Uma ação antiga protocolada pelo Partido Comunista do Brasil (PCdoB) em 2024 no Supremo Tribunal Federal (STF) foi utilizada pelo ministro Flávio Dino, relator do caso, nesta terça-feira (15) para atacar o ministro André Mendonça. Chama a atenção o fato de Dino ter sido filiado à legenda de esquerda entre 2006 e 2021.
O partido pediu ao STF uma investigação sobre a concessão de serviços funerários da cidade de São Paulo há cerca de dois anos. Mas, nesta terça, Dino aproveitou a ação do PCdoB para apresentar uma petição ao presidente do STF, Edson Fachin.

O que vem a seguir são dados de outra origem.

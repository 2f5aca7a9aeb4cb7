use super::{Args, FilterContext, FilterRegistry, SkipReason};
use crate::imaging::{Color, Raster};

const USAGE: &str = "[amount(0..500)[,radius(0..50)[,threshold(0..255)]]]";

pub(super) fn register(registry: &mut FilterRegistry) {
    registry.register("unsharp_mask", USAGE, unsharp_mask);
    registry.register("sharpen", USAGE, unsharp_mask);
}

/// Push every channel away from its blurred value by `amount` percent of the
/// difference, but only where that difference exceeds `threshold`.
pub(crate) fn unsharp(original: &Raster, blurred: &Raster, amount: f64, threshold: u8) -> Raster {
    let k = amount / 100.0;
    Raster::from_fn(original.width(), original.height(), |x, y| {
        let o = original.get(x, y);
        let b = blurred.get(x, y);
        let ch = |ov: u8, bv: u8| {
            let diff = ov as f64 - bv as f64;
            if diff.abs() <= threshold as f64 {
                ov
            } else {
                (ov as f64 + diff * k).round().clamp(0.0, 255.0) as u8
            }
        };
        Color::rgba(ch(o.r, b.r), ch(o.g, b.g), ch(o.b, b.b), o.a)
    })
}

fn unsharp_mask(image: &mut Raster, args: Args<'_>, ctx: &FilterContext<'_>) -> Result<(), SkipReason> {
    let amount = args.float_in(0, 80.0, 0.0, 500.0)?;
    let radius = args.float_in(1, 0.5, 0.0, 50.0)?;
    let threshold = args.int_in(2, 3, 0, 255)? as u8;
    if radius == 0.0 || amount == 0.0 {
        return Ok(());
    }
    let blurred = ctx.backend.blur(image, radius as f32)?;
    *image = unsharp(image, &blurred, amount, threshold);
    Ok(())
}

Dino pediu que fossem apuradas possíveis conexões entre o Banco Master, Daniel Vorcaro, o Instituto Iter e o ministro André Mendonça.
Isso porque Mendonça e Vorcaro tiveram um encontro em março de 2025 para supostamente tratar do caso, já que um fundo ligado ao banco tinha investimentos no setor funerário paulistano.

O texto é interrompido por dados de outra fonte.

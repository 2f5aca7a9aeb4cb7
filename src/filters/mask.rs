//! Shape and image masks.
//!
//! A mask is a grayscale "keep" raster: white keeps a pixel, black removes
//! it. Shapes are drawn at twice the image size and downsampled, which
//! gives their edges a cheap anti-aliasing.

use super::{Args, FilterContext, FilterRegistry, SkipReason, require_pixels};
use crate::imaging::{Color, Raster, RasterBackend, ResizeFilter};
use std::f64::consts::PI;

pub(super) fn register(registry: &mut FilterRegistry) {
    registry.register(
        "mask",
        "circle[,size%] | ellipse[,w%,h%] | rectangle[,w%,h%] | square[,size%] \
         | polygon,sides[,rotation[,size%]] | star,spikes[,split[,rotation[,size%]]] \
         | image,source[,invert]",
        mask,
    );
}

const SUPERSAMPLE: u32 = 2;

/// Vertices of a regular polygon. The first vertex points straight up
/// before `rotation` (degrees, clockwise) is applied.
pub fn polygon_points(cx: f64, cy: f64, radius: f64, sides: u32, rotation: f64) -> Vec<(f64, f64)> {
    let start = rotation.to_radians() - PI / 2.0;
    (0..sides)
        .map(|i| {
            let angle = start + 2.0 * PI * i as f64 / sides as f64;
            (cx + radius * angle.cos(), cy + radius * angle.sin())
        })
        .collect()
}

/// Vertices of a star: `spikes` outer points alternating with inner points
/// at `inner` radius.
pub fn star_points(
    cx: f64,
    cy: f64,
    outer: f64,
    inner: f64,
    spikes: u32,
    rotation: f64,
) -> Vec<(f64, f64)> {
    let start = rotation.to_radians() - PI / 2.0;
    let step = PI / spikes as f64;
    (0..spikes * 2)
        .map(|i| {
            let r = if i % 2 == 0 { outer } else { inner };
            let angle = start + step * i as f64;
            (cx + r * angle.cos(), cy + r * angle.sin())
        })
        .collect()
}

/// Multiply each pixel's alpha by the mask's luma. With `outside`, removed
/// area blends towards that color instead of becoming transparent.
pub fn apply_keep_mask(image: &mut Raster, mask: &Raster, outside: Option<Color>) {
    let (w, h) = image.dimensions();
    for y in 0..h {
        for x in 0..w {
            let keep = mask.get(x.min(mask.width() - 1), y.min(mask.height() - 1)).luma() as f64 / 255.0;
            let c = image.get(x, y);
            let out = match outside {
                None => c.with_alpha((c.a as f64 * keep).round() as u8),
                Some(bg) => {
                    let mix = |a: u8, b: u8| (a as f64 * keep + b as f64 * (1.0 - keep)).round() as u8;
                    Color::rgba(mix(c.r, bg.r), mix(c.g, bg.g), mix(c.b, bg.b), mix(c.a, bg.a))
                }
            };
            image.put(x, y, out);
        }
    }
}

#[derive(Debug, Clone, PartialEq)]
enum Shape {
    Circle { size: f64 },
    Ellipse { width: f64, height: f64 },
    Rectangle { width: f64, height: f64 },
    Square { size: f64 },
    Polygon { sides: u32, rotation: f64, size: f64 },
    Star { spikes: u32, split: f64, rotation: f64, size: f64 },
}

fn percent(args: &Args<'_>, index: usize) -> Result<f64, SkipReason> {
    Ok(args.float_in(index, 100.0, 0.0, 100.0)? / 100.0)
}

fn parse_shape(kind: &str, args: &Args<'_>) -> Result<Shape, SkipReason> {
    Ok(match kind {
        "circle" => Shape::Circle { size: percent(args, 1)? },
        "ellipse" => Shape::Ellipse {
            width: percent(args, 1)?,
            height: percent(args, 2)?,
        },
        "rectangle" => Shape::Rectangle {
            width: percent(args, 1)?,
            height: percent(args, 2)?,
        },
        "square" => Shape::Square { size: percent(args, 1)? },
        "polygon" => Shape::Polygon {
            sides: args.int_in(1, 6, 3, 360)? as u32,
            rotation: args.float_or(2, 0.0)?,
            size: percent(args, 3)?,
        },
        "star" => Shape::Star {
            spikes: args.int_in(1, 5, 2, 360)? as u32,
            split: args.float_in(2, 0.5, 0.0, 1.0)?,
            rotation: args.float_or(3, 0.0)?,
            size: percent(args, 4)?,
        },
        other => {
            return Err(SkipReason::BadArgument {
                index: 0,
                value: other.to_string(),
                problem: "unknown mask shape".into(),
            });
        }
    })
}

/// Render `shape` as a keep-mask for a `width`x`height` image.
fn render_shape(
    backend: &dyn RasterBackend,
    shape: &Shape,
    width: u32,
    height: u32,
) -> Result<Raster, SkipReason> {
    let (mw, mh) = (width * SUPERSAMPLE, height * SUPERSAMPLE);
    let (fw, fh) = (mw as f64, mh as f64);
    let (cx, cy) = (fw / 2.0, fh / 2.0);
    let short = fw.min(fh);
    let mut mask = backend.new_canvas(mw, mh, Color::BLACK);

    match *shape {
        Shape::Circle { size } => backend.fill_circle(&mut mask, cx, cy, short / 2.0 * size, Color::WHITE),
        Shape::Ellipse { width, height } => {
            backend.fill_ellipse(&mut mask, cx, cy, fw / 2.0 * width, fh / 2.0 * height, Color::WHITE)
        }
        Shape::Rectangle { width, height } => {
            let (rw, rh) = ((fw * width).round(), (fh * height).round());
            backend.fill_rect(
                &mut mask,
                (cx - rw / 2.0).round() as i64,
                (cy - rh / 2.0).round() as i64,
                rw as u32,
                rh as u32,
                Color::WHITE,
            );
        }
        Shape::Square { size } => {
            let side = (short * size).round();
            let origin = |c: f64| (c - side / 2.0).round() as i64;
            backend.fill_rect(&mut mask, origin(cx), origin(cy), side as u32, side as u32, Color::WHITE);
        }
        Shape::Polygon { sides, rotation, size } => {
            let points = polygon_points(cx, cy, short / 2.0 * size, sides, rotation);
            backend.fill_polygon(&mut mask, &points, Color::WHITE);
        }
        Shape::Star { spikes, split, rotation, size } => {
            let outer = short / 2.0 * size;
            let points = star_points(cx, cy, outer, outer * split, spikes, rotation);
            backend.fill_polygon(&mut mask, &points, Color::WHITE);
        }
    }
    Ok(backend.resize(&mask, width, height, ResizeFilter::Box)?)
}

/// Keep-mask from another image: luma times alpha, optionally inverted.
fn image_mask(
    ctx: &FilterContext<'_>,
    source: &str,
    invert: bool,
    width: u32,
    height: u32,
) -> Result<Raster, SkipReason> {
    let loaded = ctx.load_raster(source)?;
    let mut mask = ctx.backend.resize(&loaded, width, height, ResizeFilter::Triangle)?;
    mask.map_pixels(|c| {
        let keep = (c.luma() as f64 * c.a as f64 / 255.0).round() as u8;
        let keep = if invert { 255 - keep } else { keep };
        Color::rgb(keep, keep, keep)
    });
    Ok(mask)
}

fn mask(image: &mut Raster, args: Args<'_>, ctx: &FilterContext<'_>) -> Result<(), SkipReason> {
    let kind = args.text(0, "mask shape")?.to_ascii_lowercase();
    require_pixels(image)?;
    let (w, h) = image.dimensions();
    let keep = if kind == "image" {
        let source = args.text(1, "mask image")?;
        let invert = args.bool_or(2, false)?;
        image_mask(ctx, source, invert, w, h)?
    } else {
        let shape = parse_shape(&kind, &args)?;
        render_shape(ctx.backend, &shape, w, h)?
    };
    apply_keep_mask(image, &keep, None);
    Ok(())
}

#[cfg(test)]
mod tests {
    use super::*;
    use crate::imaging::RustBackend;
    use crate::test_helpers::{MemoryLoader, apply_filter as apply, png_bytes};

    #[test]
    fn polygon_first_vertex_points_up() {
        let points = polygon_points(10.0, 10.0, 5.0, 4, 0.0);
        assert_eq!(points.len(), 4);
        assert!((points[0].0 - 10.0).abs() < 1e-9);
        assert!((points[0].1 - 5.0).abs() < 1e-9);
    }

    #[test]
    fn star_alternates_radii() {
        let points = star_points(0.0, 0.0, 10.0, 4.0, 5, 0.0);
        assert_eq!(points.len(), 10);
        let r = |p: (f64, f64)| (p.0 * p.0 + p.1 * p.1).sqrt();
        assert!((r(points[0]) - 10.0).abs() < 1e-9);
        assert!((r(points[1]) - 4.0).abs() < 1e-9);
    }

    #[test]
    fn circle_mask_clears_corners() {
        let mut img = Raster::filled(20, 20, Color::rgb(200, 0, 0));
        apply(mask, &mut img, &["circle"]).unwrap();
        assert_eq!(img.get(0, 0).a, 0);
        assert_eq!(img.get(10, 10), Color::rgb(200, 0, 0));
    }

    #[test]
    fn full_rectangle_is_identity() {
        let mut img = Raster::filled(6, 4, Color::rgb(1, 2, 3));
        apply(mask, &mut img, &["rectangle"]).unwrap();
        assert!(img.pixels().all(|c| c == Color::rgb(1, 2, 3)));
    }

    #[test]
    fn half_square_keeps_centre_only() {
        let mut img = Raster::filled(20, 20, Color::WHITE);
        apply(mask, &mut img, &["square", "50"]).unwrap();
        assert_eq!(img.get(10, 10).a, 255);
        assert_eq!(img.get(2, 10).a, 0);
    }

    #[test]
    fn star_and_polygon_render() {
        for args in [&["star", "5", "0.4"][..], &["polygon", "3"][..]] {
            let mut img = Raster::filled(30, 30, Color::WHITE);
            apply(mask, &mut img, args).unwrap();
            assert_eq!(img.get(15, 15).a, 255);
            assert_eq!(img.get(0, 29).a, 0);
        }
    }

    #[test]
    fn unknown_shape_is_skipped() {
        let mut img = Raster::filled(4, 4, Color::WHITE);
        assert!(matches!(
            apply(mask, &mut img, &["blob"]),
            Err(SkipReason::BadArgument { index: 0, .. })
        ));
        assert!(img.pixels().all(|c| c == Color::WHITE));
    }

    #[test]
    fn image_mask_uses_luma_and_invert() {
        let stencil = Raster::from_fn(4, 4, |x, _| if x < 2 { Color::WHITE } else { Color::BLACK });
        let loader = MemoryLoader::new().with("stencil.png", png_bytes(&stencil));
        let backend = RustBackend::new();
        let ctx = FilterContext::new(&backend, &loader);

        let tokens: Vec<String> = vec!["image".into(), "stencil.png".into()];
        let mut img = Raster::filled(4, 4, Color::rgb(9, 9, 9));
        mask(&mut img, Args::new(&tokens), &ctx).unwrap();
        assert_eq!(img.get(0, 0).a, 255);
        assert_eq!(img.get(3, 0).a, 0);

        let tokens: Vec<String> = vec!["image".into(), "stencil.png".into(), "yes".into()];
        let mut img = Raster::filled(4, 4, Color::rgb(9, 9, 9));
        mask(&mut img, Args::new(&tokens), &ctx).unwrap();
        assert_eq!(img.get(0, 0).a, 0);
        assert_eq!(img.get(3, 0).a, 255);
    }

    #[test]
    fn keep_mask_with_outside_color() {
        let mut img = Raster::filled(1, 1, Color::rgb(255, 0, 0));
        let mask = Raster::filled(1, 1, Color::BLACK);
        apply_keep_mask(&mut img, &mask, Some(Color::WHITE));
        assert_eq!(img.get(0, 0), Color::WHITE);
    }
}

Analistas ouvidos pela reportagem levantam a hipótese de que Dino tenha acolhido uma provocação antiga do PCdoB para, no meio da crise envolvendo a Corte, determinar diligências para esclarecer possíveis conexões envolvendo Mendonça, Vorcaro, o Instituto Iter e o setor funerário de São Paulo.
Proferida poucas horas antes da sessão histórica do STF em que os ministros discutiam justamente elementos relacionados a Vorcaro e ao ministro Alexandre de Moraes, a medida surgiu em um momento de tensão interna na Corte, acrescentando uma nova frente ao embate entre integrantes, avaliam especialistas ouvidos pela Gazeta do Povo.
Os gabinetes dos ministros Mendonça e Dino foram procurados pela reportagem, assim como a assessoria do PCdoB, mas nenhum deles se manifestou até a publicação da reportagem.
Para o constitucionalista Alessandro Chiarottino, “Dino está sendo político” e a escolha do momento para fazer o pedido de investigação a Fachin é um dos principais pontos a se questionar. “É uma evidente retaliação. Outra coisa que torna o nosso sistema disfuncional é essa coisa das ações diretas como essa. Partidos nanicos assumem um protagonismo desproporcional ao seu real tamanho na sociedade”, alerta.
Para o advogado, quando isso se soma ao que denomina de “parcialidade e ativismo do STF”, está dada a receita para o que ele chama de arbítrio.
O cientista político Murilo Oliveira lembra que a escolha da data pesa, sobretudo, porque Dino foi filiado ao partido durante 15 anos.
“Isoladamente, pode não caracterizar impedimento nem demonstrar parcialidade, mas se pode questionar se é recomendável que um ministro com esse histórico político fosse responsável por uma decisão provocada pela sua antiga legenda e justo em um momento crítico como este que se vive no STF”.
Para o constitucionalista André Marsiglia, há que se analisar a assimetria dos fatos. Segundo ele, enquanto o julgamento – agora suspenso por pedido de vista – examinava elementos relacionados a Moraes e Vorcaro, a decisão de Dino abriu uma nova frente envolvendo Mendonça.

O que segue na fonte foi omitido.